Damit lag sie sicher auch nicht vollkommen verkehrt, doch Hannelore sah ihre Tochter in ihren Träumen mit einem wehenden weißen Kittel und einem Stethoskop um den Hals durch die Gänge eines Klinikums eilen, während ihr eine Gruppe Assistenten ehrfürchtig und mit Abstand folgte.

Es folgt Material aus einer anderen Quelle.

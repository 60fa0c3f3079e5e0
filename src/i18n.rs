//! Localized user-facing messages.

use crate::settings::Language;

/// Strings shown in confirmation prompts and notices
#[derive(Debug)]
pub struct Messages {
    pub delete_link_confirm: &'static str,
    pub delete_category_confirm: &'static str,
    pub delete_engine_confirm: &'static str,
    pub import_confirm: &'static str,
    pub min_one_engine: &'static str,
    pub done: &'static str,
    pub invalid_backup: &'static str,
    pub empty_title: &'static str,
    pub empty_url: &'static str,
    pub empty_name: &'static str,
    pub unknown_category: &'static str,
    /// `%s` is the engine name
    pub search_placeholder: &'static str,
}

static EN: Messages = Messages {
    delete_link_confirm: "Delete this shortcut?",
    delete_category_confirm: "Delete this category and all its shortcuts?",
    delete_engine_confirm: "Delete this search engine?",
    import_confirm: "Importing will overwrite your current data. Continue?",
    min_one_engine: "You must have at least one search engine.",
    done: "Done",
    invalid_backup: "Invalid backup file.",
    empty_title: "Please enter a title.",
    empty_url: "Please enter a URL.",
    empty_name: "Please enter a name.",
    unknown_category: "That category no longer exists.",
    search_placeholder: "Search with %s",
};

static ZH: Messages = Messages {
    delete_link_confirm: "确定删除这个快捷方式吗？",
    delete_category_confirm: "确定删除这个分类及其所有快捷方式吗？",
    delete_engine_confirm: "确定删除这个搜索引擎吗？",
    import_confirm: "导入将覆盖当前数据，是否继续？",
    min_one_engine: "至少需要保留一个搜索引擎。",
    done: "完成",
    invalid_backup: "无效的备份文件。",
    empty_title: "请输入标题。",
    empty_url: "请输入网址。",
    empty_name: "请输入名称。",
    unknown_category: "该分类已不存在。",
    search_placeholder: "使用 %s 搜索",
};

impl Messages {
    pub fn for_language(language: Language) -> &'static Messages {
        match language {
            Language::En => &EN,
            Language::Zh => &ZH,
        }
    }

    /// Search box placeholder for the given engine name
    pub fn search_placeholder_for(&self, engine_name: &str) -> String {
        self.search_placeholder.replacen("%s", engine_name, 1)
    }
}

/// Why a user action was refused
#[derive(Debug, Clone, Copy, PartialEq, Eq)]
pub enum Rejection {
    EmptyTitle,
    EmptyUrl,
    EmptyName,
    UnknownCategory,
    LastEngine,
}

impl Rejection {
    /// Localized notice for the user
    pub fn message(self, language: Language) -> &'static str {
        let messages = Messages::for_language(language);
        match self {
            Rejection::EmptyTitle => messages.empty_title,
            Rejection::EmptyUrl => messages.empty_url,
            Rejection::EmptyName => messages.empty_name,
            Rejection::UnknownCategory => messages.unknown_category,
            Rejection::LastEngine => messages.min_one_engine,
        }
    }
}

impl std::fmt::Display for Rejection {
    fn fmt(&self, f: &mut std::fmt::Formatter<'_>) -> std::fmt::Result {
        f.write_str(self.message(Language::En))
    }
}

impl std::error::Error for Rejection {}
//! Application constants and the optional `config.toml` file.

use serde::Deserialize;
use std::fs;
use std::path::{Path, PathBuf};

/// Application name
pub const APP_NAME: &str = "astralis";

/// Application version
pub const APP_VERSION: &str = env!("CARGO_PKG_VERSION");

/// Database filename inside the data directory
pub const DATABASE_FILE: &str = "astralis.db";

/// Configuration filename inside the config directory
pub const CONFIG_FILE: &str = "config.toml";

// ============================================================================
// Storage keys
// ============================================================================

/// Catalog slice (categories and their links)
pub const STORAGE_KEY_DATA: &str = "astralis_data";

/// Search engine slice
pub const STORAGE_KEY_ENGINES: &str = "astralis_engines";

/// Settings slice
pub const STORAGE_KEY_SETTINGS: &str = "astralis_settings";

// ============================================================================
// Search
// ============================================================================

/// Placeholder replaced by the escaped query in engine URL templates
pub const QUERY_PLACEHOLDER: &str = "%s";

/// Icon given to engines added without one
pub const DEFAULT_ENGINE_ICON: &str = "🔍";

/// Prefix for ids of user-added engines
pub const CUSTOM_ENGINE_PREFIX: &str = "custom-";

/// Suggestion endpoint (OpenSearch suggestion format)
/// Use {} as placeholder for the search query
pub const SUGGESTIONS_URL: &str = "https://duckduckgo.com/ac/?q={}&type=list";

/// Maximum search suggestion results
pub const SEARCH_SUGGESTIONS_LIMIT: usize = 6;

// ============================================================================
// Favicons
// ============================================================================

/// Favicon service, {} is replaced by the link host
pub const FAVICON_SERVICE_URL: &str = "https://ico.faviconkit.net/favicon/{}?sz=128";

// ============================================================================
// Backup
// ============================================================================

/// Backup filename prefix, followed by the date and `.json`
pub const BACKUP_FILE_PREFIX: &str = "astralis_backup_";

/// Error type for reading the configuration file
#[derive(Debug)]
pub enum ConfigError {
    Io(std::io::Error),
    Toml(toml::de::Error),
}

impl std::fmt::Display for ConfigError {
    fn fmt(&self, f: &mut std::fmt::Formatter<'_>) -> std::fmt::Result {
        match self {
            ConfigError::Io(e) => write!(f, "IO error: {}", e),
            ConfigError::Toml(e) => write!(f, "Invalid config file: {}", e),
        }
    }
}

impl std::error::Error for ConfigError {}

impl From<std::io::Error> for ConfigError {
    fn from(e: std::io::Error) -> Self {
        ConfigError::Io(e)
    }
}

impl From<toml::de::Error> for ConfigError {
    fn from(e: toml::de::Error) -> Self {
        ConfigError::Toml(e)
    }
}

/// Runtime configuration read from `config.toml`
#[derive(Debug, Clone, PartialEq, Deserialize)]
#[serde(default)]
pub struct AppConfig {
    /// Directory holding the database; platform data dir when unset
    pub data_dir: Option<PathBuf>,
    /// Locale used instead of the environment (e.g. "zh_CN")
    pub locale: Option<String>,
    /// Whether to query the suggestion service
    pub suggestions: bool,
    pub suggestion_limit: usize,
}

impl Default for AppConfig {
    fn default() -> Self {
        Self {
            data_dir: None,
            locale: None,
            suggestions: true,
            suggestion_limit: SEARCH_SUGGESTIONS_LIMIT,
        }
    }
}

impl AppConfig {
    /// Load the configuration from the platform config directory.
    /// A missing or malformed file yields the defaults.
    pub fn load() -> Self {
        let Some(dirs) = project_dirs() else {
            log::warn!("Could not determine config directory, using defaults");
            return Self::default();
        };

        let path = dirs.config_dir().join(CONFIG_FILE);
        match Self::from_file(&path) {
            Ok(Some(config)) => {
                log::info!("Loaded configuration from {:?}", path);
                config
            }
            Ok(None) => Self::default(),
            Err(e) => {
                log::warn!("Ignoring configuration at {:?}: {}", path, e);
                Self::default()
            }
        }
    }

    /// Read a configuration file; `None` if it does not exist
    pub fn from_file(path: &Path) -> Result<Option<Self>, ConfigError> {
        if !path.exists() {
            return Ok(None);
        }
        let contents = fs::read_to_string(path)?;
        Ok(Some(Self::from_toml_str(&contents)?))
    }

    pub fn from_toml_str(contents: &str) -> Result<Self, ConfigError> {
        Ok(toml::from_str(contents)?)
    }

    /// Directory where the database lives
    pub fn data_dir(&self) -> PathBuf {
        if let Some(dir) = &self.data_dir {
            return dir.clone();
        }

        project_dirs()
            .map(|dirs| dirs.data_dir().to_path_buf())
            .unwrap_or_else(|| {
                // Fallback to ~/.local/share/astralis
                std::env::var_os("HOME")
                    .map(|home| PathBuf::from(home).join(".local/share"))
                    .unwrap_or_else(|| PathBuf::from("."))
                    .join(APP_NAME)
            })
    }

    /// Full path of the database file
    pub fn database_path(&self) -> PathBuf {
        self.data_dir().join(DATABASE_FILE)
    }

    /// Locale hint: the configured override, else the environment
    pub fn locale_hint(&self) -> String {
        self.locale.clone().unwrap_or_else(environment_locale)
    }
}

fn project_dirs() -> Option<directories::ProjectDirs> {
    directories::ProjectDirs::from("dev", "astralis", "astralis")
}

/// Locale from `LC_ALL`, `LC_MESSAGES` or `LANG`, first non-empty wins
pub fn environment_locale() -> String {
    ["LC_ALL", "LC_MESSAGES", "LANG"]
        .iter()
        .filter_map(|var| std::env::var(var).ok())
        .find(|value| !value.is_empty())
        .unwrap_or_default()
}

#[cfg(test)]
mod tests {
    use super::*;

    #[test]
    fn test_empty_config_uses_defaults() {
        let config = AppConfig::from_toml_str("").unwrap();
        assert_eq!(config, AppConfig::default());
        assert!(config.suggestions);
        assert_eq!(config.suggestion_limit, SEARCH_SUGGESTIONS_LIMIT);
    }

    #[test]
    fn test_partial_config() {
        let config = AppConfig::from_toml_str(
            r#"
            data_dir = "/tmp/astralis"
            locale = "zh_CN.UTF-8"
            suggestions = false
            "#,
        )
        .unwrap();

        assert_eq!(config.data_dir, Some(PathBuf::from("/tmp/astralis")));
        assert_eq!(config.database_path(), PathBuf::from("/tmp/astralis").join(DATABASE_FILE));
        assert_eq!(config.locale_hint(), "zh_CN.UTF-8");
        assert!(!config.suggestions);
        assert_eq!(config.suggestion_limit, SEARCH_SUGGESTIONS_LIMIT);
    }

    #[test]
    fn test_malformed_config() {
        assert!(AppConfig::from_toml_str("suggestions = \"maybe\"").is_err());
    }

    #[test]
    fn test_missing_file() {
        let dir = tempfile::tempdir().unwrap();
        let result = AppConfig::from_file(&dir.path().join(CONFIG_FILE)).unwrap();
        assert!(result.is_none());
    }
}
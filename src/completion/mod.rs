//! Search suggestions for the search box.

pub mod provider;
pub mod search_provider;

pub use provider::SuggestionList;
pub use search_provider::{fetch_suggestions, parse_suggestions, suggestion_url, SuggestionSource};

use crate::config::AppConfig;

/// Suggestions for `query`, honouring the suggestion settings in `config`
pub fn suggestions_for<S: SuggestionSource + ?Sized>(
    config: &AppConfig,
    source: &S,
    query: &str,
) -> SuggestionList {
    if !config.suggestions {
        return SuggestionList::default();
    }
    SuggestionList::new(fetch_suggestions(source, query, config.suggestion_limit))
}
//! Link icons.
//!
//! Fetching and caching favicons is left to a [`FaviconResolver`]
//! supplied by the host; when it has nothing, the first letter of the
//! link title is shown instead.

use crate::catalog::Link;
use crate::config;
use url::Url;

/// Looks up favicon image data for a link URL
pub trait FaviconResolver {
    fn resolve(&mut self, url: &str) -> Option<Vec<u8>>;
}

/// What to draw next to a link
#[derive(Debug, Clone, PartialEq, Eq)]
pub enum LinkIcon {
    Image(Vec<u8>),
    Glyph(String),
}

/// Favicon service URL for a link, based on its host
pub fn favicon_service_url(link_url: &str) -> Option<String> {
    let url = Url::parse(link_url).ok()?;
    let host = url.host_str()?;
    Some(config::FAVICON_SERVICE_URL.replace("{}", host))
}

/// First character of the title, uppercased
pub fn fallback_glyph(title: &str) -> String {
    title
        .trim()
        .chars()
        .next()
        .map(|c| c.to_uppercase().collect())
        .unwrap_or_default()
}

pub fn link_icon<R: FaviconResolver + ?Sized>(resolver: &mut R, link: &Link) -> LinkIcon {
    match resolver.resolve(&link.url) {
        Some(data) => LinkIcon::Image(data),
        None => LinkIcon::Glyph(fallback_glyph(&link.title)),
    }
}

»Wenn keine Frau sich traut, dann wird es für immer so bleiben.« Hannelore hatte von ihrer Mutter gelernt, dass man sich seine Träume erfüllen musste. Schließlich war diese mit ihrem zweiten Mann nach Amerika gegangen, und das war wohl eine sehr mutige und bewundernswerte Entscheidung gewesen – auch wenn Hannelore darunter gelitten hatte, ihre Mutter nicht mehr in ihrer Nähe zu haben. Amerika war unerreichbar für sie, denn Janni und sie verdienten zwar ein recht anständiges monatliches Salär, doch es reichte eben für die normalen Dinge und auch mal für einen kleinen Ausflug in den Odenwald, aber nicht für einen Flug nach Amerika für drei Personen. Janni sagte zwar immer, er würde sowieso nicht mitkommen und Sabine und sie sollten es nur allein machen, doch es war einfach nie genügend Geld da, um tatsächlich in die Staaten zu reisen. Sabine brauchte regelmäßig anständige Kleidung, da die Mädchen heutzutage jede Menge modischer Ansprüche hatten, und es war ihnen wichtig, dass ihre Tochter mit den anderen mithalten konnte. Hannelore hatte zudem den Führerschein gemacht und immer wieder Geld beiseitegelegt, damit auch Sabine ihn machen konnte – und der VW Käfer hatte ebenfalls eine Stange Geld gekostet. Sabine war wirklich ihr ganzer Stolz, aber direkt danach kam der dunkelblaue Wagen. Sie fühlte sich großartig, wenn sie mit ihm zum Einkaufen fuhr oder auf dem Parkplatz vor der Fabrik auf Janni wartete, wenn sie ihn von der Spätschicht abholte. Es war nicht vielen Frauen vergönnt, Auto zu fahren und sogar ein eigenes zu haben. Martha – mit ihr war Hannelore nach wie vor befreundet – hatte es bei Weitem nicht so gut getroffen. Sie hatte einen Kriegsheimkehrer geheiratet, der mittlerweile mehr Korn als Wasser trank, da er häufig nachts aufwachte und glaubte, wieder auf dem Schlachtfeld zu sein. Das machte ihn zu einem sehr kranken Mann, und das sah man auch. Er wirkte alt und verhärmt, obwohl er sogar noch zwei Jahre jünger als Janni war.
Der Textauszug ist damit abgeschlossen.